(Collection entries)
■ ■ ■
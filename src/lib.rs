//! Per-user point balances with serialized mutations
//!
//! Charges and uses for the same user are applied one at a time, in the order their lock
//! was granted. Different users never wait on each other.

pub mod adapters;
pub mod commands;
pub mod domain;
pub mod locks;
pub mod ports;
use std::{
    future::Future,
    pin::Pin,
    task::{Context, Poll},
};

use log::{info, warn};
use tower::Service;

use crate::{
    domain::{TransactionType, UserPoint},
    ports::{clock::ClockPort, database::DatabasePort},
};

use super::{DomainLogic, Error};

pub struct ChargeRequest {
    pub user_id: u64,
    pub amount: i64,
}

impl<D, C> DomainLogic<D, C>
where
    D: DatabasePort,
    C: ClockPort,
{
    /// Add `amount` points to the balance of `user_id`
    ///
    /// The amount is checked before taking the user lock, so malformed requests never queue
    /// behind valid ones. The balance limit is checked under the lock.
    pub async fn charge(&self, user_id: u64, amount: i64) -> Result<UserPoint, Error> {
        let amount = self
            .policy
            .check_charge_amount(amount)
            .map_err(|violation| {
                warn!("rejected charge of {amount} for user {user_id}: {violation:?}");
                Error::invalid_amount(amount, violation)
            })?;

        let _guard = self.lock_user(user_id).await?;

        let current = self.database.select_by_id(user_id).await?;
        let new_point = self
            .policy
            .charged_balance(current.point, amount)
            .map_err(|_| {
                warn!(
                    "rejected charge of {amount} for user {user_id}: balance {} at limit",
                    current.point
                );
                Error::BalanceLimitExceeded {
                    user_id,
                    current: current.point,
                    amount,
                    max_balance: self.policy.max_balance,
                }
            })?;

        let user_point = self.database.insert_or_update(user_id, new_point).await?;
        self.database
            .insert_history(
                user_id,
                amount,
                TransactionType::Charge,
                self.clock.now_millis(),
            )
            .await?;
        info!(
            "charged {amount} for user {user_id}: {} -> {}",
            current.point, user_point.point
        );

        Ok(user_point)
    }
}

impl<D, C> Service<ChargeRequest> for DomainLogic<D, C>
where
    D: DatabasePort + 'static,
    C: ClockPort + 'static,
{
    type Response = UserPoint;
    type Error = Error;
    type Future = Pin<Box<dyn Future<Output = Result<Self::Response, Self::Error>> + Send>>;

    fn poll_ready(&mut self, _cx: &mut Context<'_>) -> Poll<Result<(), Self::Error>> {
        Poll::Ready(Ok(()))
    }

    fn call(&mut self, req: ChargeRequest) -> Self::Future {
        let domain = self.clone();
        Box::pin(async move { domain.charge(req.user_id, req.amount).await })
    }
}
use direction::CardinalDirection;
use grid_2d::{Coord, Grid, Size};
#[cfg(feature = "serialize")]
use serde::{Deserialize, Serialize};

#[cfg_attr(feature = "serialize", derive(Serialize, Deserialize))]
#[derive(Debug, Clone, Copy, PartialEq, Eq)]
enum Step {
    Origin,
    FromParent(CardinalDirection),
}

#[derive(Debug, Clone, Copy, PartialEq, Eq)]
pub enum PredecessorEntry {
    Origin,
    Unvisited,
    Outside,
    Parent(Coord),
}

impl PredecessorEntry {
    pub fn parent(self) -> Option<Coord> {
        match self {
            PredecessorEntry::Parent(coord) => Some(coord),
            _ => None,
        }
    }
    pub fn is_origin(self) -> bool {
        self == PredecessorEntry::Origin
    }
    pub fn is_visited(self) -> bool {
        match self {
            PredecessorEntry::Origin | PredecessorEntry::Parent(_) => true,
            _ => false,
        }
    }
}

/// For every cell reached by a search, the direction travelled to enter it.
#[cfg_attr(feature = "serialize", derive(Serialize, Deserialize))]
#[derive(Debug, Clone)]
pub struct PredecessorMap {
    grid: Grid<Option<Step>>,
    len: usize,
}

impl PredecessorMap {
    pub(crate) fn new(size: Size) -> Self {
        Self {
            grid: Grid::new_clone(size, None),
            len: 0,
        }
    }

    pub(crate) fn set_origin(&mut self, index: usize) {
        self.set(index, Step::Origin);
    }

    pub(crate) fn set_parent(&mut self, index: usize, from_parent: CardinalDirection) {
        self.set(index, Step::FromParent(from_parent));
    }

    fn set(&mut self, index: usize, step: Step) {
        let slot = self.grid.get_index_checked_mut(index);
        if slot.is_none() {
            self.len += 1;
        }
        *slot = Some(step);
    }

    pub fn size(&self) -> Size {
        self.grid.size()
    }

    /// Number of cells with an entry, the origin included.
    pub fn len(&self) -> usize {
        self.len
    }

    pub fn is_empty(&self) -> bool {
        self.len == 0
    }

    pub fn get(&self, coord: Coord) -> PredecessorEntry {
        match self.grid.get(coord) {
            None => PredecessorEntry::Outside,
            Some(None) => PredecessorEntry::Unvisited,
            Some(Some(Step::Origin)) => PredecessorEntry::Origin,
            Some(Some(Step::FromParent(direction))) => {
                PredecessorEntry::Parent(coord - direction.coord())
            }
        }
    }

    pub fn contains(&self, coord: Coord) -> bool {
        self.get(coord).is_visited()
    }

    pub fn parent(&self, coord: Coord) -> Option<Coord> {
        self.get(coord).parent()
    }

    pub fn direction_from_parent(&self, coord: Coord) -> Option<CardinalDirection> {
        match self.grid.get(coord) {
            Some(Some(Step::FromParent(direction))) => Some(*direction),
            _ => None,
        }
    }

    pub fn iter(&self) -> impl Iterator<Item = (Coord, PredecessorEntry)> + '_ {
        self.grid
            .coord_iter()
            .map(move |coord| (coord, self.get(coord)))
            .filter(|(_, entry)| entry.is_visited())
    }
}
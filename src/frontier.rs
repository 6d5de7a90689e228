use std::cmp::Ordering;

#[derive(Debug, Clone)]
pub(crate) struct QueueEntry {
    pub(crate) index: usize,
    pub(crate) depth: usize,
}

impl QueueEntry {
    pub(crate) fn new(index: usize, depth: usize) -> Self {
        Self { index, depth }
    }
}

/// Entry in the Dijkstra/A* priority queue. `priority` orders the queue and
/// `cost` is the true cost from the start at the time of the push; the two
/// differ only when a heuristic is in use.
#[derive(Debug, Clone)]
pub(crate) struct PriorityEntry<Cost: PartialOrd<Cost>> {
    pub(crate) index: usize,
    pub(crate) priority: Cost,
    pub(crate) cost: Cost,
    pub(crate) seq: u64,
}

impl<Cost: PartialOrd<Cost>> PriorityEntry<Cost> {
    pub(crate) fn new(index: usize, priority: Cost, cost: Cost, seq: u64) -> Self {
        Self {
            index,
            priority,
            cost,
            seq,
        }
    }
}

impl<Cost: PartialOrd<Cost>> PartialEq for PriorityEntry<Cost> {
    fn eq(&self, other: &Self) -> bool {
        self.cmp(other) == Ordering::Equal
    }
}

impl<Cost: PartialOrd<Cost>> PartialOrd for PriorityEntry<Cost> {
    fn partial_cmp(&self, other: &Self) -> Option<Ordering> {
        Some(self.cmp(other))
    }
}

impl<Cost: PartialOrd<Cost>> Eq for PriorityEntry<Cost> {}

// reversed so that BinaryHeap pops the lowest priority, then the earliest push
impl<Cost: PartialOrd<Cost>> Ord for PriorityEntry<Cost> {
    fn cmp(&self, other: &Self) -> Ordering {
        other
            .priority
            .partial_cmp(&self.priority)
            .unwrap_or(Ordering::Equal)
            .then_with(|| other.seq.cmp(&self.seq))
    }
}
■ ■ ■
* [Aim of the exercise] Wherever the string "async" occurs in the data, copy the line that holds it.

* [Written response]
    pub async fn charge(&self, user_id: u64, amount: i64) -> Result<UserPoint, Error> {
        Box::pin(async move { domain.charge(req.user_id, req.amount).await })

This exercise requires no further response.